* TASK REQUIREMENTS *
Filter the data for lines with the word "attempts", then copy every line so identified.
- Opening Delimiter -
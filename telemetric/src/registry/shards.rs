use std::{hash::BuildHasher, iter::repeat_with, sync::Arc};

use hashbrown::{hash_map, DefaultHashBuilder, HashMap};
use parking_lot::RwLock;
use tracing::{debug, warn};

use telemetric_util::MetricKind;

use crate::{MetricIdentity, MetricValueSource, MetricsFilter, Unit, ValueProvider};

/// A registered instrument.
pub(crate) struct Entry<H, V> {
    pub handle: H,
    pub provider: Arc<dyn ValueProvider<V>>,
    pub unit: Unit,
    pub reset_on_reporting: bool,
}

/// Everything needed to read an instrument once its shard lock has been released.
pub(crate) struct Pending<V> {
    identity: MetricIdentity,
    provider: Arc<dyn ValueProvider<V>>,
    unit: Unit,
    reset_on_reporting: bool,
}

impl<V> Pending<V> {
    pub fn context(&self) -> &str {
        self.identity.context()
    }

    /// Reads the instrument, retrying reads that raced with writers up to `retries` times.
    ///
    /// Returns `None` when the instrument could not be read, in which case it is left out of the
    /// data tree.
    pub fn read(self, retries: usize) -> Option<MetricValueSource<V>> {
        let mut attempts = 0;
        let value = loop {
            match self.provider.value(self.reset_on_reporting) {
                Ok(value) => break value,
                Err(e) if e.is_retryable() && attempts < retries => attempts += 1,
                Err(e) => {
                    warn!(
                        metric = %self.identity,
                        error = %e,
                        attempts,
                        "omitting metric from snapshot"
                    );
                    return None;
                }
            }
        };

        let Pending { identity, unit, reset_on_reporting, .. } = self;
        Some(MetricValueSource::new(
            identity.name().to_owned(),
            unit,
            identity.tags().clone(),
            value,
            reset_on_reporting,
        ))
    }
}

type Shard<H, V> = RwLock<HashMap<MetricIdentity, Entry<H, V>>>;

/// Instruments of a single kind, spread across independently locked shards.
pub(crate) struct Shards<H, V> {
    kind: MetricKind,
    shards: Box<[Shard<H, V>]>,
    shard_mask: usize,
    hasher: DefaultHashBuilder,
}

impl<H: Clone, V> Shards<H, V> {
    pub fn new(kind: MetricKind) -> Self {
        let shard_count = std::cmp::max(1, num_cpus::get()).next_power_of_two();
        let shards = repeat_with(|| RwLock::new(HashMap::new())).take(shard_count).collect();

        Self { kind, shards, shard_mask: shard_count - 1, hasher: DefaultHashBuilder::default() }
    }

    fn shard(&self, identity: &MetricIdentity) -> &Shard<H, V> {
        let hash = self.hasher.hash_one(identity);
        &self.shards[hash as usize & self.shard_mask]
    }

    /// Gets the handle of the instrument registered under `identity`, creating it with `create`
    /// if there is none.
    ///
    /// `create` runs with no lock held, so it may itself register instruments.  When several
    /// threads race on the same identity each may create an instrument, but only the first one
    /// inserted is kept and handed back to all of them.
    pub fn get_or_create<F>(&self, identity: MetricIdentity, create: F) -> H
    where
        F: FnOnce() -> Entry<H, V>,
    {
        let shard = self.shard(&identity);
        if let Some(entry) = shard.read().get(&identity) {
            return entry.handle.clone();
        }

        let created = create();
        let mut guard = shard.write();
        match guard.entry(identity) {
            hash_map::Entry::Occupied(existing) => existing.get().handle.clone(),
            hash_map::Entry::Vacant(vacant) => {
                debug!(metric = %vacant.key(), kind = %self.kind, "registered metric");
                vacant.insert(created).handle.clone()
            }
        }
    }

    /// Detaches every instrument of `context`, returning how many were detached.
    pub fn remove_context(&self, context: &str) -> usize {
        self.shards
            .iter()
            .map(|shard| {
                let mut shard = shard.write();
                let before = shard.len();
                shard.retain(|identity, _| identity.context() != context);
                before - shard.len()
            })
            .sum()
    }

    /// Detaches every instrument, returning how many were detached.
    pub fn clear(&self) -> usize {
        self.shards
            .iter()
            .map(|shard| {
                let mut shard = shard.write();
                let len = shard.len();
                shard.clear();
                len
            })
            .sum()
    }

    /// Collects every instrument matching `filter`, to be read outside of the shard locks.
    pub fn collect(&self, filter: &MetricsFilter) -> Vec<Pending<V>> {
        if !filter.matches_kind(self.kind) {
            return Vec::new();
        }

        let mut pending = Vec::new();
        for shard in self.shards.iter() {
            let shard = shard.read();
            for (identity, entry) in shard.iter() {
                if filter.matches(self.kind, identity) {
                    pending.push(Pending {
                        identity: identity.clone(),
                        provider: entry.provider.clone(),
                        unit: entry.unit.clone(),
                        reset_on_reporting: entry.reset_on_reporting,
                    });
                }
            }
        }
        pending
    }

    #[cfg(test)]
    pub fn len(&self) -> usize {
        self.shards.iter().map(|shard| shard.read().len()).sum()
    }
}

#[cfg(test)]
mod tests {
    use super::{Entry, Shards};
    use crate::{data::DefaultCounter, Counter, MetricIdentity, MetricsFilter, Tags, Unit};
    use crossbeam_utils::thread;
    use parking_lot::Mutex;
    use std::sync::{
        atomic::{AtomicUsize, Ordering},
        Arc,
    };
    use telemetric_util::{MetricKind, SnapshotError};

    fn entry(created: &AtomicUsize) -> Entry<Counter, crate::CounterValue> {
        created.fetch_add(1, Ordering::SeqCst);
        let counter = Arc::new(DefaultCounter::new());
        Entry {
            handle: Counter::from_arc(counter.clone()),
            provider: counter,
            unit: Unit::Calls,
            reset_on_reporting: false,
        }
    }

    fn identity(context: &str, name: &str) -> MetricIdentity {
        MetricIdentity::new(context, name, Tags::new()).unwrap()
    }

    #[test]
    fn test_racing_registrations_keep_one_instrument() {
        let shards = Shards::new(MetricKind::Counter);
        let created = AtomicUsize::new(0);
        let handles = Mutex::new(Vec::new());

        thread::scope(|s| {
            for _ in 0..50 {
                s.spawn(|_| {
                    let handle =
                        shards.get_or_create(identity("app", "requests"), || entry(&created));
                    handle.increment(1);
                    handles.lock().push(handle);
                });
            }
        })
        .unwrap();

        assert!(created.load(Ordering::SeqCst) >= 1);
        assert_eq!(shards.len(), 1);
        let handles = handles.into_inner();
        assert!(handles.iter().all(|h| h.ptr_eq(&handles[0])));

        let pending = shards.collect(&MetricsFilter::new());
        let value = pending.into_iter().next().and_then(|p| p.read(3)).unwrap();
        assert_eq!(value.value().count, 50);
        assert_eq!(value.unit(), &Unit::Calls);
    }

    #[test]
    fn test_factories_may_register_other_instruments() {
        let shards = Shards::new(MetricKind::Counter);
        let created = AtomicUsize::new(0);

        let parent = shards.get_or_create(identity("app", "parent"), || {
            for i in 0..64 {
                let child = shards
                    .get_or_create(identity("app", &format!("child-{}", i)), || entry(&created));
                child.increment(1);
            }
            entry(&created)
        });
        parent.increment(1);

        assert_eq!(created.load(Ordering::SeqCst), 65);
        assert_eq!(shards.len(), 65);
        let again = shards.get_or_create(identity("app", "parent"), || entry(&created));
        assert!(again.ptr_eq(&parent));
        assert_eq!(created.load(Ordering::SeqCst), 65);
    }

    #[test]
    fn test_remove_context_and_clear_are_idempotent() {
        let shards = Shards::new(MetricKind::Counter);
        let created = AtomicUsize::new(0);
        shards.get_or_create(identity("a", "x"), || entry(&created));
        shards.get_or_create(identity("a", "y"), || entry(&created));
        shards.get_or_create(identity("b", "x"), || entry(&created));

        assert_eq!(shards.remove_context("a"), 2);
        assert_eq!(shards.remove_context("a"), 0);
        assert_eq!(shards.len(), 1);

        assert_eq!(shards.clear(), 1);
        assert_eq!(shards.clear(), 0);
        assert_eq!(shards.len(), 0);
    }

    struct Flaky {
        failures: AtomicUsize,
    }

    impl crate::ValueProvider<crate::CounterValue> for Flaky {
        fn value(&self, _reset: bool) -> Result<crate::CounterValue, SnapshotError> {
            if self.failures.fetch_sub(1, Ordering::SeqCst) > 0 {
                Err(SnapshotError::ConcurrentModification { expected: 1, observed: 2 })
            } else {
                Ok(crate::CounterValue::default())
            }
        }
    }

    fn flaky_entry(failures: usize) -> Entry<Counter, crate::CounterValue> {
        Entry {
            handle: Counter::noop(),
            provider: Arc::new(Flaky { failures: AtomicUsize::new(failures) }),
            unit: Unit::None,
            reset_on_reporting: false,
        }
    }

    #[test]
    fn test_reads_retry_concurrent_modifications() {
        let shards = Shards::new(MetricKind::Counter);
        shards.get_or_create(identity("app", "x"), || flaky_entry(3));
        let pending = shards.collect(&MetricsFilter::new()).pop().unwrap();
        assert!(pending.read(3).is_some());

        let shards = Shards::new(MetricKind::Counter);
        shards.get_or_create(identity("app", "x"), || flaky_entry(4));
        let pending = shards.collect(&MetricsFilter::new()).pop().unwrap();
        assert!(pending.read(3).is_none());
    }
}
- Closing Delimiter -
* SOLVED PROBLEM *
        let mut attempts = 0;
                Err(e) if e.is_retryable() && attempts < retries => attempts += 1,
                        attempts,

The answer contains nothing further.